I'm hoping to achieve this with a 12v DC led driver. My issue is most of these provide far greater than 0.13A. I assume excess current above the 0.2A max will kill the fan.

Can this be solved with a simple resistor? I have a led driver rated at 12V and 1.66A. What resistor is necessary to meet the correct ampage and dissipate this much power?

Many thanks for any help
Ed

 

[Taylortwocities]

I'm not an electrician, just doing a humble diy project.

Yes, I can see that!
The rating of the power supply is the maximum current that it can deliver. The fan will just take 0.13A and that's what will get provided by the power supply. It's like your car, it is capable of doing 130MPH, but you drive it at 30mph. You do not need a giant flywheel to get rid of the excess 100mph!

Just make sure that the voltage is correct and that your driver is a constant VOLTAGE driver and not a constant CURRENT one.
Sorted?

 

[1234568]

Thanks, a good analogy. So in short I do not need to worry. Out of curiosity, how does the circuit know the desired current? I may decide to drive at 30mph, but what limits the current in this situation?

 

[Taylortwocities]

what limits the current in this situation

The resistance of the fan's windings.

Its Ohms Law. V=IR so I=V/R so the greater the resistance is, the lower the current will be.

Revision here

 

[dmxtothemax]

you will need to shunt the extra current around the fan,
do you know the maths to work it out ?

 

[1234568]

The resistance of the fan's windings.

Its Ohms Law. V=IR so I=V/R so the greater the resistance is, the lower the current will be.

Revision here

Thanks for the link. The bit that throws me is the voltage is fixed at 12v and the resistance of the motor is fixed, based on the number of coils and wire gauge. Wouldn't ohms law imply the current also has to be fixed?

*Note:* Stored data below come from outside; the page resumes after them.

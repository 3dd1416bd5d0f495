use std::time::Duration;

/// Strategy for retrying transient failures, with fixed or exponential delay.
#[derive(Debug, Clone, PartialEq)]
pub struct RetryPolicy {
    /// Maximum attempts including the first one.
    pub max_attempts: u32,
    /// Base delay for the first retry.
    pub base_delay: Duration,
    /// Maximum delay cap for later retries. Equal to `base_delay` for a fixed delay.
    pub max_delay: Duration,
    /// Jitter ratio (0.0..=1.0) applied to delay.
    pub jitter_ratio: f64,
    /// Limit on a single attempt; `None` leaves attempts unbounded.
    pub attempt_timeout: Option<Duration>,
}

impl RetryPolicy {
    /// Same delay between every attempt, no jitter.
    pub fn fixed(max_attempts: u32, delay: Duration) -> Self {
        Self {
            max_attempts,
            base_delay: delay,
            max_delay: delay,
            jitter_ratio: 0.0,
            attempt_timeout: None,
        }
    }

    pub fn with_attempt_timeout(mut self, timeout: Duration) -> Self {
        self.attempt_timeout = Some(timeout);
        self
    }

    /// Exponential backoff delay for the given retry index (1-based).
    pub fn backoff_delay(&self, retry_index: u32) -> Duration {
        let shift = retry_index.saturating_sub(1).min(31);
        let multiplier = 1u32 << shift;
        let base = self
            .base_delay
            .checked_mul(multiplier)
            .unwrap_or(self.max_delay);
        base.min(self.max_delay)
    }

    /// Apply jitter to a delay using a symmetric random range.
    pub fn with_jitter(&self, delay: Duration) -> Duration {
        if self.jitter_ratio <= 0.0 {
            return delay;
        }
        let ratio = self.jitter_ratio.clamp(0.0, 1.0);
        let millis = delay.as_millis() as f64;
        let spread = millis * ratio;
        let low = (millis - spread).max(0.0);
        let high = millis + spread;
        let sampled = if high <= low {
            low
        } else {
            rand::random::<f64>() * (high - low) + low
        };
        Duration::from_millis(sampled.round() as u64)
    }
}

you will need to shunt the extra current around the fan,
do you know the maths to work it out ?

No. Any help would be appreciated!

 

[dmxtothemax]

What is the voltage and power output of the LED driver ?

 

[1234568]

12V 1.66A 20W
https://www.amazon.co.uk/gp/aw/d/B0191JTLZA/ref=yo_ii_img?ie=UTF8&psc=1

 

[Marvo]

If you're going to use an LED power supply I'd suggest a constant voltage supply rather than a constant current type.

I think that you're going to have an opposite problem if your power supply is too large. Electronic power supplies have a minimum load requirement for the output circuitry to give a stable voltage and often this figure isn't stated on the supply itself, you've got to go digging in the manufacturers spec sheets to find it.

If you use a power supply that's too big it won't cause too much current in the circuit, as already mentioned the current that will flow is governed by the impedance (resistance) of the item connected so it won't damage the fan motor but it might mean it won't give 12V and the fan simply won't run.

 

[1234568]

So this may be a better option at constant 12V and 1A? I'll still need to shunt the extra current around the 0.13A fan?

https://www.amazon.co.uk/gp/aw/d/B0...nt+voltage&dpPl=1&dpID=41dc9EQl7UL&ref=plSrch

 

[telectrix]

you need a 2A , 12V power supply. not sure if your fan is A.C. or D.C. though. the plug'in PSU you get with a netgear router will do if it's D.C..

 

[Taylortwocities]

you will need to shunt the extra current around the fan,

I really do not understand this. The fan will draw the amount of current commensurate with its resistance.
Where does this extra current come from???
If you put a shunt across the fan then the resistance decreases and the current drawn from the power supply will increase BUT the amount of current flowing through the fan will remain the same because
1. the voltage will still be 12volts
2. the resistance of the fan will not have changed.

Please, @dmxtothemax explain to me why the elecrtrical networks in your world are different to everybody elses

 

[telectrix]

who the hell mentioned the word shunt? that's a red sardine if i ever saw one. plug the fan into a car battery. clamp the current, get a psu a bit > the current drawn. NEXT?

 

[Taylortwocities]

who the hell mentioned the word shunt?

you will need to shunt the extra current around the fan,

 

[telectrix]

prefer werthers original.

 

[Marvo]

Yeah, I don't get that 'shunt' suggestion either......

 

[Lucien Nunes]

Ignore all this waffle about shunts and ohm's law etc. The fan requires 12V - connect it to a regulated 12V power supply with rated output of an amp or so. Job done. E.g.
PowerPax UK SW4010G 12VDC 1 AMP Mini Plugtop Sw Mode PSU - https://www.rapidonline.com/Electrical-Power/PowerPax-UK-SW4010G-12VDC-1-AMP-Mini-Plugtop-Sw-Mode-PSU-85-3070

Your LED driver might do the job if it is a constant voltage type and does not require a minimum load. If it doesn't like such a low load as the fan, it's easier to get a regular power supply than to faff about providing that extra load to keep it happy.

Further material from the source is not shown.